Brazen Beau underlines stallion value with Coolmore Stud Stakes triumph

The multimillion colts where nowhere to be seen as Brazen Beau raced his way into the breeding barn by winning the group 1 Coolmore Stud Stakes (1200 metres) at Flemington on Saturday.

In the past few months, shares had been sold in favourites Rich Enuff and Rubick, which were down the track, but there was no interest in the winner before the $500,000 feature for three-year-olds.

“We haven’t had any stud contact us about him, which has been surprising,” syndicate manager Grant Morgan said.

The son of boom stallion I Am Invincible raced away from arguably the best Coolmore in history to win by 1-1/4 lengths from stablemate Delectation, while another Sydneysider, Kuro, was a neck back in third.

The offers are sure to come and start in the 10s of millions.

It was the final piece in the puzzle Yarraman Park Stud boss Harry Mitchell, who was the underbidder when Brazen Beau was sold for $70,000, for his star stallion I Am Invincible and he might be in the market for his son.

“I Am Invincible has sold well already but that’s the cream on top, getting a group 1,” Mitchell said. “They will be lining up to buy him now because he was comprehensive.”

It was a classic straight six as the field broke into two packs where the headwind played a big role but, down the outside from barrier 15, the best colt shook off his rivals inside the 200m and scored a dominant win.

He extended the margin, drawing praise from Joao Moreira.

“He is the type of horse every jockey would like to be riding, he is kind and he does everything right,” the global star said.

“He jumped beautiful and got good cover. He wasn’t travelling too keenly and was not off the bit. I got him a clear run he started to pick up not under any pressure.

“When he got there I knew he was going to win. Lovely colt and a great job by the team, and I just finished it.”

The grandstand-side horses had a huge advantage and Rubick and Earthquake were left lamenting their draw after being on the inside of the track.

Rubick was gone by halfway, while Earthquake battled to finish eighth.

“They were three lengths in front of us by the 600m and he was gone. We were on the wrong side of the track and had no cover,” Rubick’s trainer Gerald Ryan said.

Earthquake’s trainer John O’Shea simply said “we should have scratched”.

Eloping and Rich Enuff led the grandstand-side but dropped out after being the windbreaks and left sitting shots.

“Obviously the Guineas probably took it out of him,” Rich Enuff’s rider Michael Rodd said. “He had a lovely run, he was switched off and I was cantering at the 400, but they just left us for dead and he didn’t have anything left.”

There were no excuses behind the winner, even placegetters gave him the nod of approval.

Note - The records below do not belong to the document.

//! The kiln: a directory of markdown notes held in memory
//!
//! Loading walks the root once. After that the in-memory state is the source
//! of truth for reads; `previous` writes go to disk first and then replace the
//! note's cached record, so later reads observe them immediately.

use std::collections::BTreeMap;
use std::path::{Path, PathBuf};

use async_trait::async_trait;
use parking_lot::RwLock;
use river_core::{
    normalize, BacklinkIndex, BacklinkSource, LinkRef, LinkResolver, MetadataReader, NoteId,
    PreviousValue, PreviousWriter, RiverError, RiverResult,
};
use tracing::{debug, info, warn};
use walkdir::{DirEntry, WalkDir};

use crate::error::{KilnError, KilnResult};
use crate::frontmatter::{read_previous, rewrite_previous, split_frontmatter};
use crate::resolve::resolve_link;
use crate::scan::{body_wikilinks, wikilinks};

#[derive(Debug, Clone, Default)]
struct NoteRecord {
    content: String,
    previous: Option<String>,
    /// Raw link targets, resolved lazily against the current note set
    links: Vec<String>,
}

impl NoteRecord {
    fn parse(content: String) -> Self {
        let split = split_frontmatter(&content);
        let mut links = Vec::new();
        let mut previous = None;

        if let Some(yaml) = split.frontmatter {
            links.extend(wikilinks(yaml));
            match read_previous(yaml) {
                Ok(value) => previous = value,
                Err(e) => debug!(error = %e, "frontmatter is not valid YAML"),
            }
        }
        links.extend(body_wikilinks(split.body));

        // Bare `previous` values are not wikilinks but still link the river
        if let Some(reference) = normalize(previous.as_deref()).filter(|r| !r.is_root()) {
            if !links.iter().any(|link| link == reference.as_str()) {
                links.push(reference.as_str().to_string());
            }
        }

        Self {
            content,
            previous,
            links,
        }
    }
}

/// A folder of markdown notes implementing every host port
#[derive(Debug)]
pub struct Kiln {
    root: PathBuf,
    notes: RwLock<BTreeMap<NoteId, NoteRecord>>,
}

impl Kiln {
    /// Load every markdown note under `root`, skipping hidden files and
    /// folders such as `.obsidian` or `.git`.
    pub async fn open(root: impl AsRef<Path>) -> KilnResult<Self> {
        let root = root.as_ref().to_path_buf();
        let metadata = tokio::fs::metadata(&root)
            .await
            .map_err(|e| KilnError::io(root.clone(), e))?;
        if !metadata.is_dir() {
            return Err(KilnError::NotADirectory(root));
        }
        let root = tokio::fs::canonicalize(&root)
            .await
            .map_err(|e| KilnError::io(root.clone(), e))?;

        let mut notes = BTreeMap::new();
        for path in markdown_files(&root) {
            let Some(id) = note_id(&root, &path) else {
                continue;
            };
            match tokio::fs::read_to_string(&path).await {
                Ok(content) => {
                    notes.insert(id, NoteRecord::parse(content));
                }
                Err(e) => warn!(path = %path.display(), error = %e, "skipping unreadable note"),
            }
        }

        info!(root = %root.display(), notes = notes.len(), "kiln loaded");
        Ok(Self {
            root,
            notes: RwLock::new(notes),
        })
    }

    pub fn root(&self) -> &Path {
        &self.root
    }

    /// On-disk location of a note
    pub fn path_of(&self, note: &NoteId) -> PathBuf {
        note.as_str()
            .split('/')
            .fold(self.root.clone(), |path, part| path.join(part))
    }

    /// Every note, sorted by path
    pub fn notes(&self) -> Vec<NoteId> {
        self.notes.read().keys().cloned().collect()
    }

    pub fn len(&self) -> usize {
        self.notes.read().len()
    }

    pub fn is_empty(&self) -> bool {
        self.notes.read().is_empty()
    }

    pub fn contains(&self, note: &NoteId) -> bool {
        self.notes.read().contains_key(note)
    }

    /// Map a user-supplied note argument to a note of the kiln.
    ///
    /// Accepts, in order: a kiln-relative path, a filesystem path (absolute or
    /// relative to the working directory) inside the kiln, and finally
    /// anything a wikilink could say (`name`, `[[name|alias]]`, `dir/name`).
    pub fn find_note(&self, query: &str) -> KilnResult<NoteId> {
        let not_found = || KilnError::NoteNotFound(query.to_string());
        let trimmed = query.trim();
        let notes = self.notes.read();

        let direct = NoteId::new(trimmed);
        if notes.contains_key(&direct) {
            return Ok(direct);
        }

        if let Ok(absolute) = Path::new(trimmed).canonicalize() {
            if let Some(id) = note_id(&self.root, &absolute).filter(|id| notes.contains_key(id)) {
                return Ok(id);
            }
        }

        let reference = normalize(Some(trimmed)).ok_or_else(not_found)?;
        resolve_link(&*notes, reference.as_str(), &NoteId::new("")).ok_or_else(not_found)
    }
}

fn markdown_files(root: &Path) -> Vec<PathBuf> {
    WalkDir::new(root)
        .into_iter()
        .filter_entry(|entry| entry.depth() == 0 || !is_hidden(entry))
        .filter_map(|entry| match entry {
            Ok(entry) => Some(entry),
            Err(e) => {
                warn!(error = %e, "skipping kiln entry");
                None
            }
        })
        .filter(|entry| {
            entry.file_type().is_file()
                && entry.path().extension().is_some_and(|ext| ext == "md")
        })
        .map(DirEntry::into_path)
        .collect()
}

fn is_hidden(entry: &DirEntry) -> bool {
    entry
        .file_name()
        .to_str()
        .is_some_and(|name| name.starts_with('.'))
}

fn note_id(root: &Path, path: &Path) -> Option<NoteId> {
    let relative = path.strip_prefix(root).ok()?;
    let parts: Vec<String> = relative
        .components()
        .map(|c| c.as_os_str().to_string_lossy().into_owned())
        .collect();
    if parts.is_empty() {
        return None;
    }
    Some(NoteId::new(parts.join("/")))
}

impl MetadataReader for Kiln {
    fn previous_field(&self, note: &NoteId) -> Option<String> {
        self.notes.read().get(note).and_then(|r| r.previous.clone())
    }

    fn body(&self, note: &NoteId) -> Option<String> {
        self.notes.read().get(note).map(|r| r.content.clone())
    }
}

impl LinkResolver for Kiln {
    fn resolve(&self, reference: &LinkRef, relative_to: &NoteId) -> Option<NoteId> {
        let notes = self.notes.read();
        resolve_link(&*notes, reference.as_str(), relative_to)
    }
}

impl BacklinkSource for Kiln {
    fn backlink_index(&self) -> BacklinkIndex {
        let notes = self.notes.read();
        let mut index = BacklinkIndex::new();

        for (source, record) in notes.iter() {
            for link in &record.links {
                if let Some(target) = resolve_link(&*notes, link, source) {
                    index.insert(source.clone(), target);
                }
            }
        }

        index
    }
}

#[async_trait]
impl PreviousWriter for Kiln {
    async fn set_previous(&self, note: &NoteId, value: &PreviousValue) -> RiverResult<()> {
        if !self.contains(note) {
            return Err(RiverError::write_failed(note, "note is not part of the kiln"));
        }

        let path = self.path_of(note);
        let content = tokio::fs::read_to_string(&path)
            .await
            .map_err(|e| RiverError::write_failed(note, e))?;
        let updated = rewrite_previous(&content, &value.render());
        tokio::fs::write(&path, &updated)
            .await
            .map_err(|e| RiverError::write_failed(note, e))?;

        debug!(note = %note, previous = %value, "wrote previous");
        self.notes.write().insert(note.clone(), NoteRecord::parse(updated));
        Ok(())
    }
}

“I had good cover and he weaved through and hit the line hard but was no match for the winner,” said Damien Oliver, who rode runner-up Delectation.

While Blake Shinn on third placegetter Kuro added: “I followed the winner everywhere but he just sprinted away from me, but by bloke was very good and will get better.”

This was a victory for patience and timing for trainer Chris Waller, who won the race for the second year in a row after Zoustar did the job last term, and another group 1 quinella. But he took pride in the victory.

“it doesn’t get any better than that because you doubt yourself and it proves we got it right,” he said.

Brazen Beau has shown quality from the time he stepped onto the track but Waller held him back for the Brisbane winter knowing what he had.

“It is all about not putting our horses under too much pressure too early,” Waller said. “Once you know they have ability, look after them.

“People get wrapped up in the Golden Slipper, but in the past two years we turned colts into million-dollar products by doing the right thing and waiting with them.

“It is why this bloke didn’t run in the Golden Rose. It just came around too quick for him.

“We didn’t panic, that was hard because we knew we had a horse good enough to win a Golden Rose and he was at home.”